Dib shook his fist at it. "Go away you stupid fox! We don't want your Girl Scout cookies!"

"Yeah!" Mabel put in, then turned and shrieked, firing her grappling hook at the right door button to shut out the chicken that had appeared.

"Okay," Dipper rambled. "Okay, we're trapped in a pizza place and the friendly singing animals want to murder us. Just another normal day, ha ha… Man I hope we don't die."

"Not helping, Dipper!" Mabel said, keeping an eye on the chicken - or was it a duck? Dib stretched on his toes and nabbed a tablet from the desk, causing an avalanche of loose paper in the process.

"Not good," the scythe-haired kid warned. "It's three a.m. and we're already at 50 percent power."

"What's that supposed to-"

Mabel cut off her question and fearfully looked at the ceiling. "Do you guys hear that?" she whispered.

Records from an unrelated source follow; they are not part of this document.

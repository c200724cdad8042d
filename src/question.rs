use include_dir::{include_dir, Dir};
use itertools::Itertools;
use serde::{Deserialize, Serialize};
use std::collections::{BTreeSet, HashSet};
use std::fs;
use std::path::{Path, PathBuf};
use thiserror::Error;

static QUESTION_DIR: Dir = include_dir!("questions");

/// File name of the bank bundled into the binary
pub const DEFAULT_BANK_FILE: &str = "questions.json";

#[derive(Debug, Error)]
pub enum QuestionError {
    #[error("unable to read question bank {path}: {source}")]
    Io {
        path: PathBuf,
        #[source]
        source: std::io::Error,
    },

    #[error("question bank is not well-formed: {0}")]
    Parse(#[from] serde_json::Error),

    #[error("question {id} is invalid: {reason}")]
    Invalid { id: String, reason: String },

    #[error("duplicate question id {0}")]
    DuplicateId(String),

    #[error("bundled question bank {0} is missing")]
    MissingBundle(String),
}

#[derive(Debug, Clone, Copy, PartialEq, Eq, Serialize, Deserialize, strum_macros::Display)]
#[serde(rename_all = "lowercase")]
pub enum QuestionKind {
    #[strum(serialize = "single")]
    Single,
    #[strum(serialize = "multi")]
    Multi,
}

/// Canonical answer: one option for single-choice, a set for multi-select
#[derive(Debug, Clone, PartialEq, Eq, Serialize, Deserialize)]
#[serde(untagged)]
pub enum Answer {
    One(String),
    Many(BTreeSet<String>),
}

impl Answer {
    pub fn contains(&self, option: &str) -> bool {
        match self {
            Answer::One(a) => a == option,
            Answer::Many(set) => set.contains(option),
        }
    }

    pub fn len(&self) -> usize {
        match self {
            Answer::One(_) => 1,
            Answer::Many(set) => set.len(),
        }
    }

    pub fn is_empty(&self) -> bool {
        self.len() == 0
    }

    pub fn iter(&self) -> Box<dyn Iterator<Item = &String> + '_> {
        match self {
            Answer::One(a) => Box::new(std::iter::once(a)),
            Answer::Many(set) => Box::new(set.iter()),
        }
    }

    /// Comma separated; multi-select answers come out sorted
    pub fn display(&self) -> String {
        self.iter().join(", ")
    }
}

#[derive(Debug, Clone, PartialEq, Serialize, Deserialize)]
pub struct Question {
    pub id: String,
    #[serde(alias = "text")]
    pub question: String,
    pub options: Vec<String>,
    #[serde(rename = "type")]
    pub kind: QuestionKind,
    pub answer: Answer,
}

impl Question {
    pub fn is_multi(&self) -> bool {
        self.kind == QuestionKind::Multi
    }

    pub fn is_correct_option(&self, option: &str) -> bool {
        self.answer.contains(option)
    }

    fn validate(&self) -> Result<(), QuestionError> {
        let invalid = |reason: &str| QuestionError::Invalid {
            id: self.id.clone(),
            reason: reason.to_string(),
        };

        if self.id.trim().is_empty() {
            return Err(invalid("empty id"));
        }
        if self.options.len() < 2 {
            return Err(invalid("needs at least two options"));
        }
        if self.options.iter().any(|o| o.trim().is_empty()) {
            return Err(invalid("empty option"));
        }
        if self.options.iter().collect::<HashSet<_>>().len() != self.options.len() {
            return Err(invalid("options are not distinct"));
        }
        match (&self.kind, &self.answer) {
            (QuestionKind::Single, Answer::One(_)) => {}
            (QuestionKind::Single, Answer::Many(_)) => {
                return Err(invalid("single-choice answer must be one string"))
            }
            (QuestionKind::Multi, Answer::Many(set)) if set.len() >= 2 => {}
            (QuestionKind::Multi, _) => {
                return Err(invalid("multi-select answer needs at least two entries"))
            }
        }
        if let Some(stray) = self.answer.iter().find(|a| !self.options.contains(a)) {
            return Err(invalid(&format!("answer '{stray}' is not an option")));
        }
        Ok(())
    }
}

#[derive(Debug, Deserialize)]
struct BankDocument {
    questions: Vec<Question>,
}

/// The read-only collection every session draws from
#[derive(Debug, Clone, PartialEq)]
pub struct QuestionBank {
    questions: Vec<Question>,
}

impl QuestionBank {
    pub fn new(questions: Vec<Question>) -> Result<Self, QuestionError> {
        let mut seen = HashSet::new();
        for q in &questions {
            q.validate()?;
            if !seen.insert(q.id.as_str()) {
                return Err(QuestionError::DuplicateId(q.id.clone()));
            }
        }
        Ok(Self { questions })
    }

    pub fn from_json_str(json: &str) -> Result<Self, QuestionError> {
        let doc: BankDocument = serde_json::from_str(json)?;
        Self::new(doc.questions)
    }

    pub fn load_from_path<P: AsRef<Path>>(path: P) -> Result<Self, QuestionError> {
        let path = path.as_ref();
        let json = fs::read_to_string(path).map_err(|source| QuestionError::Io {
            path: path.to_path_buf(),
            source,
        })?;
        let bank = Self::from_json_str(&json)?;
        tracing::info!(path = %path.display(), count = bank.len(), "loaded question bank");
        Ok(bank)
    }

    /// The bank compiled into the binary
    pub fn bundled() -> Result<Self, QuestionError> {
        let json = QUESTION_DIR
            .get_file(DEFAULT_BANK_FILE)
            .and_then(|f| f.contents_utf8())
            .ok_or_else(|| QuestionError::MissingBundle(DEFAULT_BANK_FILE.to_string()))?;
        Self::from_json_str(json)
    }

    /// Loads from `path` when given, otherwise the bundled bank
    pub fn load(path: Option<&Path>) -> Result<Self, QuestionError> {
        match path {
            Some(p) => Self::load_from_path(p),
            None => Self::bundled(),
        }
    }

    pub fn questions(&self) -> &[Question] {
        &self.questions
    }

    pub fn len(&self) -> usize {
        self.questions.len()
    }

    pub fn is_empty(&self) -> bool {
        self.questions.is_empty()
    }

    pub fn count_by_kind(&self, kind: QuestionKind) -> usize {
        self.questions.iter().filter(|q| q.kind == kind).count()
    }
}

#[cfg(test)]
mod tests {
    use super::*;
    use assert_matches::assert_matches;
    use std::io::Write;
    use tempfile::NamedTempFile;

    const SAMPLE: &str = r#"
    {
        "questions": [
            {
                "id": "q1",
                "question": "Which service stores objects?",
                "options": ["EC2", "S3", "RDS"],
                "type": "single",
                "answer": "S3"
            },
            {
                "id": "q2",
                "question": "Pick the managed databases.",
                "options": ["RDS", "DynamoDB", "EC2", "S3"],
                "type": "multi",
                "answer": ["RDS", "DynamoDB"]
            }
        ]
    }
    "#;

    #[test]
    fn parses_single_and_multi_questions() {
        let bank = QuestionBank::from_json_str(SAMPLE).unwrap();

        assert_eq!(bank.len(), 2);
        assert_eq!(bank.questions()[0].answer, Answer::One("S3".into()));
        assert!(bank.questions()[1].is_multi());
        assert_eq!(bank.questions()[1].answer.len(), 2);
        assert_eq!(bank.count_by_kind(QuestionKind::Multi), 1);
    }

    #[test]
    fn rejects_answer_outside_options() {
        let json = r#"{"questions":[{"id":"x","question":"?","options":["A","B"],"type":"single","answer":"C"}]}"#;
        assert_matches!(
            QuestionBank::from_json_str(json),
            Err(QuestionError::Invalid { id, .. }) if id == "x"
        );
    }

    #[test]
    fn rejects_multi_with_single_answer() {
        let json = r#"{"questions":[{"id":"m","question":"?","options":["A","B","C"],"type":"multi","answer":["A"]}]}"#;
        assert_matches!(
            QuestionBank::from_json_str(json),
            Err(QuestionError::Invalid { .. })
        );
    }

    #[test]
    fn rejects_duplicate_options_and_ids() {
        let dup_opts = r#"{"questions":[{"id":"d","question":"?","options":["A","A"],"type":"single","answer":"A"}]}"#;
        assert_matches!(
            QuestionBank::from_json_str(dup_opts),
            Err(QuestionError::Invalid { .. })
        );

        let dup_ids = r#"{"questions":[
            {"id":"d","question":"?","options":["A","B"],"type":"single","answer":"A"},
            {"id":"d","question":"?","options":["A","B"],"type":"single","answer":"B"}]}"#;
        assert_matches!(
            QuestionBank::from_json_str(dup_ids),
            Err(QuestionError::DuplicateId(id)) if id == "d"
        );
    }

    #[test]
    fn malformed_payload_is_a_parse_error() {
        assert_matches!(
            QuestionBank::from_json_str("{\"questions\": 3}"),
            Err(QuestionError::Parse(_))
        );
    }

    #[test]
    fn missing_file_is_an_io_error() {
        assert_matches!(
            QuestionBank::load_from_path("/definitely/not/here.json"),
            Err(QuestionError::Io { .. })
        );
    }

    #[test]
    fn loads_from_disk() {
        let mut file = NamedTempFile::new().unwrap();
        file.write_all(SAMPLE.as_bytes()).unwrap();

        let bank = QuestionBank::load(Some(file.path())).unwrap();
        assert_eq!(bank.len(), 2);
    }

    #[test]
    fn bundled_bank_is_valid() {
        let bank = QuestionBank::bundled().unwrap();
        assert!(!bank.is_empty());
        assert!(bank.count_by_kind(QuestionKind::Multi) > 0);
        assert!(bank.count_by_kind(QuestionKind::Single) > 0);
    }

    #[test]
    fn accepts_text_alias() {
        let json = r#"{"questions":[{"id":"t","text":"?","options":["A","B"],"type":"single","answer":"B"}]}"#;
        let bank = QuestionBank::from_json_str(json).unwrap();
        assert_eq!(bank.questions()[0].question, "?");
    }

    #[test]
    fn answer_display_joins_entries() {
        let answer = Answer::Many(["B".to_string(), "C".to_string()].into_iter().collect());
        assert_eq!(answer.display(), "B, C");
        assert_eq!(Answer::One("A".into()).display(), "A");
    }
}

The three kids fell into silence, listening to a soft thumping sound as something crawled through the vents. Dipper had the calm notion that maybe he should move out from under the grate. It creaked, and the boy dove out of the way, clutching the Journal, as the grate burst open and something large and white fell onto the couch. The trio watched it warily.

"It's just a teenager," Dib whispered. "Wearing a white suit… that's weird."

"Really? We might die in discount Chuck E. Cheese's and that's weird?" Dipper hissed.

On the sofa, the white-clad teen groaned and sat up, clutching his head. He cursed in another language and glanced around the room. In the center were three kids, watching him: two boys and a girl in a swivel chair, aiming a grappling hook at him. He raised his hands in a peaceful gesture. The girl gasped, lowering the grappling hook and staring at him as if he'd grown another head. He glanced at his right hand and cursed again. Blood stained the white glove.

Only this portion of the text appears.